• RAW DATA:
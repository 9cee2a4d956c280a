//! Decoding of the inbound job request.

use asset_cache::AssetReference;
use serde::{Deserialize, Serialize};

/// A job request as received from the client.
#[derive(Debug, Clone, Serialize, Deserialize)]
pub struct JobRequest {
    /// Reference to the input image; encrypted when the handler runs with
    /// encrypted payloads.
    pub image_url: String,
    /// LoRA weight files to provision before submission.
    #[serde(default)]
    pub loras: Vec<AssetReference>,
    pub config: GenerationConfig,
}

/// Generation parameters forwarded opaquely to the backend.
///
/// Field names and defaults mirror the backend's expectations; the handler
/// itself only reads `total_second_length`.
#[derive(Debug, Clone, Serialize, Deserialize)]
pub struct GenerationConfig {
    #[serde(default = "default_model_type")]
    pub model_type: String,
    pub prompt_text: String,
    #[serde(default)]
    pub n_prompt: String,
    #[serde(default = "default_seed")]
    pub seed: u32,
    #[serde(default = "default_total_second_length")]
    pub total_second_length: u32,
    #[serde(default = "default_latent_window_size")]
    pub latent_window_size: u32,
    #[serde(default = "default_steps")]
    pub steps: u32,
    #[serde(default = "default_cfg")]
    pub cfg: f32,
    #[serde(default = "default_gs")]
    pub gs: f32,
    #[serde(default)]
    pub rs: f32,
    #[serde(default = "default_true")]
    pub use_teacache: bool,
    #[serde(default = "default_steps")]
    pub teacache_num_steps: u32,
    #[serde(default = "default_teacache_rel_l1_thresh")]
    pub teacache_rel_l1_thresh: f32,
    /// Number of sections to blend between prompts.
    #[serde(default = "default_blend_sections")]
    pub blend_sections: u32,
    /// Starting latent when no input image is provided.
    #[serde(default = "default_latent_type")]
    pub latent_type: String,
    #[serde(default = "default_resolution", rename = "resolutionW")]
    pub resolution_w: u32,
    #[serde(default = "default_resolution", rename = "resolutionH")]
    pub resolution_h: u32,
}

fn default_model_type() -> String {
    "Original".to_string()
}

fn default_seed() -> u32 {
    rand::random()
}

fn default_total_second_length() -> u32 {
    5
}

fn default_latent_window_size() -> u32 {
    9
}

fn default_steps() -> u32 {
    25
}

fn default_cfg() -> f32 {
    1.0
}

fn default_gs() -> f32 {
    10.0
}

fn default_true() -> bool {
    true
}

fn default_teacache_rel_l1_thresh() -> f32 {
    0.15
}

fn default_blend_sections() -> u32 {
    4
}

fn default_latent_type() -> String {
    "Black".to_string()
}

fn default_resolution() -> u32 {
    640
}

#[cfg(test)]
mod tests {
    use super::*;

    #[test]
    fn minimal_request_fills_defaults() {
        let request: JobRequest = serde_json::from_str(
            r#"{"image_url":"token","config":{"prompt_text":"a person waves"}}"#,
        )
        .unwrap();
        assert!(request.loras.is_empty());
        let config = request.config;
        assert_eq!(config.model_type, "Original");
        assert_eq!(config.total_second_length, 5);
        assert_eq!(config.latent_window_size, 9);
        assert_eq!(config.steps, 25);
        assert_eq!(config.cfg, 1.0);
        assert_eq!(config.gs, 10.0);
        assert_eq!(config.resolution_w, 640);
        assert!(config.use_teacache);
    }

    #[test]
    fn resolution_uses_wire_field_names() {
        let config: GenerationConfig = serde_json::from_str(
            r#"{"prompt_text":"p","resolutionW":512,"resolutionH":768}"#,
        )
        .unwrap();
        assert_eq!(config.resolution_w, 512);
        assert_eq!(config.resolution_h, 768);

        let value = serde_json::to_value(&config).unwrap();
        assert_eq!(value["resolutionW"], 512);
        assert!(value.get("resolution_w").is_none());
    }

    #[test]
    fn loras_deserialize_with_weights() {
        let request: JobRequest = serde_json::from_str(
            r#"{
                "image_url": "token",
                "loras": [{"name":"style.safetensors","source":"https://civitai.com/api/1","weight":0.7}],
                "config": {"prompt_text":"p"}
            }"#,
        )
        .unwrap();
        assert_eq!(request.loras.len(), 1);
        assert_eq!(request.loras[0].weight(), 0.7);
    }
}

• WHAT NEEDS TO BE DONE:
Word for word, copy out the data.

• REPLY TO THE EXERCISE:
repository 9cee2a4d956c280a
//! Decoding of the inbound job request.

use asset_cache::AssetReference;
use serde::{Deserialize, Serialize};

/// A job request as received from the client.
#[derive(Debug, Clone, Serialize, Deserialize)]
pub struct JobRequest {
    /// Reference to the input image; encrypted when the handler runs with
    /// encrypted payloads.
    pub image_url: String,
    /// LoRA weight files to provision before submission.
    #[serde(default)]
    pub loras: Vec<AssetReference>,
    pub config: GenerationConfig,
}

/// Generation parameters forwarded opaquely to the backend.
///
/// Field names and defaults mirror the backend's expectations; the handler
/// itself only reads `total_second_length`.
#[derive(Debug, Clone, Serialize, Deserialize)]
pub struct GenerationConfig {
    #[serde(default = "default_model_type")]
    pub model_type: String,
    pub prompt_text: String,
    #[serde(default)]
    pub n_prompt: String,
    #[serde(default = "default_seed")]
    pub seed: u32,
    #[serde(default = "default_total_second_length")]
    pub total_second_length: u32,
    #[serde(default = "default_latent_window_size")]
    pub latent_window_size: u32,
    #[serde(default = "default_steps")]
    pub steps: u32,
    #[serde(default = "default_cfg")]
    pub cfg: f32,
    #[serde(default = "default_gs")]
    pub gs: f32,
    #[serde(default)]
    pub rs: f32,
    #[serde(default = "default_true")]
    pub use_teacache: bool,
    #[serde(default = "default_steps")]
    pub teacache_num_steps: u32,
    #[serde(default = "default_teacache_rel_l1_thresh")]
    pub teacache_rel_l1_thresh: f32,
    /// Number of sections to blend between prompts.
    #[serde(default = "default_blend_sections")]
    pub blend_sections: u32,
    /// Starting latent when no input image is provided.
    #[serde(default = "default_latent_type")]
    pub latent_type: String,
    #[serde(default = "default_resolution", rename = "resolutionW")]
    pub resolution_w: u32,
    #[serde(default = "default_resolution", rename = "resolutionH")]
    pub resolution_h: u32,
}

fn default_model_type() -> String {
    "Original".to_string()
}

fn default_seed() -> u32 {
    rand::random()
}

fn default_total_second_length() -> u32 {
    5
}

fn default_latent_window_size() -> u32 {
    9
}

fn default_steps() -> u32 {
    25
}

fn default_cfg() -> f32 {
    1.0
}

fn default_gs() -> f32 {
    10.0
}

fn default_true() -> bool {
    true
}

fn default_teacache_rel_l1_thresh() -> f32 {
    0.15
}

fn default_blend_sections() -> u32 {
    4
}

fn default_latent_type() -> String {
    "Black".to_string()
}

fn default_resolution() -> u32 {
    640
}

#[cfg(test)]
mod tests {
    use super::*;

    #[test]
    fn minimal_request_fills_defaults() {
        let request: JobRequest = serde_json::from_str(
            r#"{"image_url":"token","config":{"prompt_text":"a person waves"}}"#,
        )
        .unwrap();
        assert!(request.loras.is_empty());
        let config = request.config;
        assert_eq!(config.model_type, "Original");
        assert_eq!(config.total_second_length, 5);
        assert_eq!(config.latent_window_size, 9);
        assert_eq!(config.steps, 25);
        assert_eq!(config.cfg, 1.0);
        assert_eq!(config.gs, 10.0);
        assert_eq!(config.resolution_w, 640);
        assert!(config.use_teacache);
    }

    #[test]
    fn resolution_uses_wire_field_names() {
        let config: GenerationConfig = serde_json::from_str(
            r#"{"prompt_text":"p","resolutionW":512,"resolutionH":768}"#,
        )
        .unwrap();
        assert_eq!(config.resolution_w, 512);
        assert_eq!(config.resolution_h, 768);

        let value = serde_json::to_value(&config).unwrap();
        assert_eq!(value["resolutionW"], 512);
        assert!(value.get("resolution_w").is_none());
    }

    #[test]
    fn loras_deserialize_with_weights() {
        let request: JobRequest = serde_json::from_str(
            r#"{
                "image_url": "token",
                "loras": [{"name":"style.safetensors","source":"https://civitai.com/api/1","weight":0.7}],
                "config": {"prompt_text":"p"}
            }"#,
        )
        .unwrap();
        assert_eq!(request.loras.len(), 1);
        assert_eq!(request.loras[0].weight(), 0.7);
    }
}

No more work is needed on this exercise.